Go through the lines below and retype each one exactly.

GIVEN RECORDS below:

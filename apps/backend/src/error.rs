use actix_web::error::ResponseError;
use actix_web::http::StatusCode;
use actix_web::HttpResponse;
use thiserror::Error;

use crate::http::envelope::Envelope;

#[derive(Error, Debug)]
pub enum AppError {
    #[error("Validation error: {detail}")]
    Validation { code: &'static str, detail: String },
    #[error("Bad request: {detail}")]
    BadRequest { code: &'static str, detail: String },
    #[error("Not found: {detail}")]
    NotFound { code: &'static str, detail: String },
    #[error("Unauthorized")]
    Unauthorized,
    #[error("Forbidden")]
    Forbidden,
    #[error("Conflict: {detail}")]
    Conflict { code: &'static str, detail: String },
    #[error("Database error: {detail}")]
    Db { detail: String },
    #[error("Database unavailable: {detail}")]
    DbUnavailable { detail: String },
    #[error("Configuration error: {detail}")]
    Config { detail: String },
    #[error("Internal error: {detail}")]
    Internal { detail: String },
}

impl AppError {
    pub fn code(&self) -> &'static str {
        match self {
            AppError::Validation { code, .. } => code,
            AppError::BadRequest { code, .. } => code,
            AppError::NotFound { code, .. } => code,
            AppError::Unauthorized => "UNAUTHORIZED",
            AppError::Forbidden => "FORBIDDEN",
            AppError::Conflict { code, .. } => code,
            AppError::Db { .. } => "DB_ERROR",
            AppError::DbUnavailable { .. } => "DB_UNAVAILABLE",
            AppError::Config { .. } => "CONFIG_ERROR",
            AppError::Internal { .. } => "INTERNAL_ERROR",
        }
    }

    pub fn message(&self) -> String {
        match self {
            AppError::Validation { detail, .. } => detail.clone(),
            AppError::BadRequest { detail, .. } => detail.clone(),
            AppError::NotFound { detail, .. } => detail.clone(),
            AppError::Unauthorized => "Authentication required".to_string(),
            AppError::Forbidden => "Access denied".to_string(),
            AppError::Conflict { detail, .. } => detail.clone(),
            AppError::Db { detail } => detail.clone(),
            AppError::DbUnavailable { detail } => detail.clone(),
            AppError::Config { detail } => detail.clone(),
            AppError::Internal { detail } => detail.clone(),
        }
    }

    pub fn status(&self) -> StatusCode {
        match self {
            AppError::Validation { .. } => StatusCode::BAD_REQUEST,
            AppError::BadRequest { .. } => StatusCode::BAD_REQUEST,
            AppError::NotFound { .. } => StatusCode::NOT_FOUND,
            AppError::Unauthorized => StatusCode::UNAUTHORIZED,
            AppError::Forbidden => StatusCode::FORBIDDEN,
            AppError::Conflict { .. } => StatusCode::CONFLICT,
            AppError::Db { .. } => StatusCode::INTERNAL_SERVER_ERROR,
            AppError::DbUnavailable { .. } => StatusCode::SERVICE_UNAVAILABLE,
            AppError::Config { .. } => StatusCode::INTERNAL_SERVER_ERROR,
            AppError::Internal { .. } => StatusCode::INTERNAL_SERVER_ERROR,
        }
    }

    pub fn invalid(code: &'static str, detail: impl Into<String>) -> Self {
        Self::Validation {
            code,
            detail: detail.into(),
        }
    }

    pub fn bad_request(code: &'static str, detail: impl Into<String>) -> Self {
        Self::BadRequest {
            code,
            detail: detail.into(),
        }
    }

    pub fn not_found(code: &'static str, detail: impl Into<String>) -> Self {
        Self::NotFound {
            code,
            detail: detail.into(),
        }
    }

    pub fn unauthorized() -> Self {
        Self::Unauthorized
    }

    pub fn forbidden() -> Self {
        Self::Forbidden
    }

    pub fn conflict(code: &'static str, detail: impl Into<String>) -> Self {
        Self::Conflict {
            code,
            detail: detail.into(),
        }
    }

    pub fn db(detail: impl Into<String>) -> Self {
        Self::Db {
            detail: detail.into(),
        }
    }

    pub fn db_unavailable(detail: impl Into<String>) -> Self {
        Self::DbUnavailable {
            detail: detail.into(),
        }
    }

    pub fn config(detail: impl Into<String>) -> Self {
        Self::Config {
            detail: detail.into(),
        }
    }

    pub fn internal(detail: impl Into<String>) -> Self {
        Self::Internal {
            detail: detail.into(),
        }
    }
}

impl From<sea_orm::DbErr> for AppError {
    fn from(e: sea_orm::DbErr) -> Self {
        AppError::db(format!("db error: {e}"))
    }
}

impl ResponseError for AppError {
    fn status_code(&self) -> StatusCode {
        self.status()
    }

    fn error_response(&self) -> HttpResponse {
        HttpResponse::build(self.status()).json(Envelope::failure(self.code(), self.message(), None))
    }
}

End of GIVEN RECORDS.

> _WRITTEN ANSWER_:
filename apps/backend/src/error.rs
use actix_web::error::ResponseError;
use actix_web::http::StatusCode;
use actix_web::HttpResponse;
use thiserror::Error;

use crate::http::envelope::Envelope;

#[derive(Error, Debug)]
pub enum AppError {
    #[error("Validation error: {detail}")]
    Validation { code: &'static str, detail: String },
    #[error("Bad request: {detail}")]
    BadRequest { code: &'static str, detail: String },
    #[error("Not found: {detail}")]
    NotFound { code: &'static str, detail: String },
    #[error("Unauthorized")]
    Unauthorized,
    #[error("Forbidden")]
    Forbidden,
    #[error("Conflict: {detail}")]
    Conflict { code: &'static str, detail: String },
    #[error("Database error: {detail}")]
    Db { detail: String },
    #[error("Database unavailable: {detail}")]
    DbUnavailable { detail: String },
    #[error("Configuration error: {detail}")]
    Config { detail: String },
    #[error("Internal error: {detail}")]
    Internal { detail: String },
}

impl AppError {
    pub fn code(&self) -> &'static str {
        match self {
            AppError::Validation { code, .. } => code,
            AppError::BadRequest { code, .. } => code,
            AppError::NotFound { code, .. } => code,
            AppError::Unauthorized => "UNAUTHORIZED",
            AppError::Forbidden => "FORBIDDEN",
            AppError::Conflict { code, .. } => code,
            AppError::Db { .. } => "DB_ERROR",
            AppError::DbUnavailable { .. } => "DB_UNAVAILABLE",
            AppError::Config { .. } => "CONFIG_ERROR",
            AppError::Internal { .. } => "INTERNAL_ERROR",
        }
    }

    pub fn message(&self) -> String {
        match self {
            AppError::Validation { detail, .. } => detail.clone(),
            AppError::BadRequest { detail, .. } => detail.clone(),
            AppError::NotFound { detail, .. } => detail.clone(),
            AppError::Unauthorized => "Authentication required".to_string(),
            AppError::Forbidden => "Access denied".to_string(),
            AppError::Conflict { detail, .. } => detail.clone(),
            AppError::Db { detail } => detail.clone(),
            AppError::DbUnavailable { detail } => detail.clone(),
            AppError::Config { detail } => detail.clone(),
            AppError::Internal { detail } => detail.clone(),
        }
    }

    pub fn status(&self) -> StatusCode {
        match self {
            AppError::Validation { .. } => StatusCode::BAD_REQUEST,
            AppError::BadRequest { .. } => StatusCode::BAD_REQUEST,
            AppError::NotFound { .. } => StatusCode::NOT_FOUND,
            AppError::Unauthorized => StatusCode::UNAUTHORIZED,
            AppError::Forbidden => StatusCode::FORBIDDEN,
            AppError::Conflict { .. } => StatusCode::CONFLICT,
            AppError::Db { .. } => StatusCode::INTERNAL_SERVER_ERROR,
            AppError::DbUnavailable { .. } => StatusCode::SERVICE_UNAVAILABLE,
            AppError::Config { .. } => StatusCode::INTERNAL_SERVER_ERROR,
            AppError::Internal { .. } => StatusCode::INTERNAL_SERVER_ERROR,
        }
    }

    pub fn invalid(code: &'static str, detail: impl Into<String>) -> Self {
        Self::Validation {
            code,
            detail: detail.into(),
        }
    }

    pub fn bad_request(code: &'static str, detail: impl Into<String>) -> Self {
        Self::BadRequest {
            code,
            detail: detail.into(),
        }
    }

    pub fn not_found(code: &'static str, detail: impl Into<String>) -> Self {
        Self::NotFound {
            code,
            detail: detail.into(),
        }
    }

    pub fn unauthorized() -> Self {
        Self::Unauthorized
    }

    pub fn forbidden() -> Self {
        Self::Forbidden
    }

    pub fn conflict(code: &'static str, detail: impl Into<String>) -> Self {
        Self::Conflict {
            code,
            detail: detail.into(),
        }
    }

    pub fn db(detail: impl Into<String>) -> Self {
        Self::Db {
            detail: detail.into(),
        }
    }

    pub fn db_unavailable(detail: impl Into<String>) -> Self {
        Self::DbUnavailable {
            detail: detail.into(),
        }
    }

    pub fn config(detail: impl Into<String>) -> Self {
        Self::Config {
            detail: detail.into(),
        }
    }

    pub fn internal(detail: impl Into<String>) -> Self {
        Self::Internal {
            detail: detail.into(),
        }
    }
}

impl From<sea_orm::DbErr> for AppError {
    fn from(e: sea_orm::DbErr) -> Self {
        AppError::db(format!("db error: {e}"))
    }
}

impl ResponseError for AppError {
    fn status_code(&self) -> StatusCode {
        self.status()
    }

    fn error_response(&self) -> HttpResponse {
        HttpResponse::build(self.status()).json(Envelope::failure(self.code(), self.message(), None))
    }
}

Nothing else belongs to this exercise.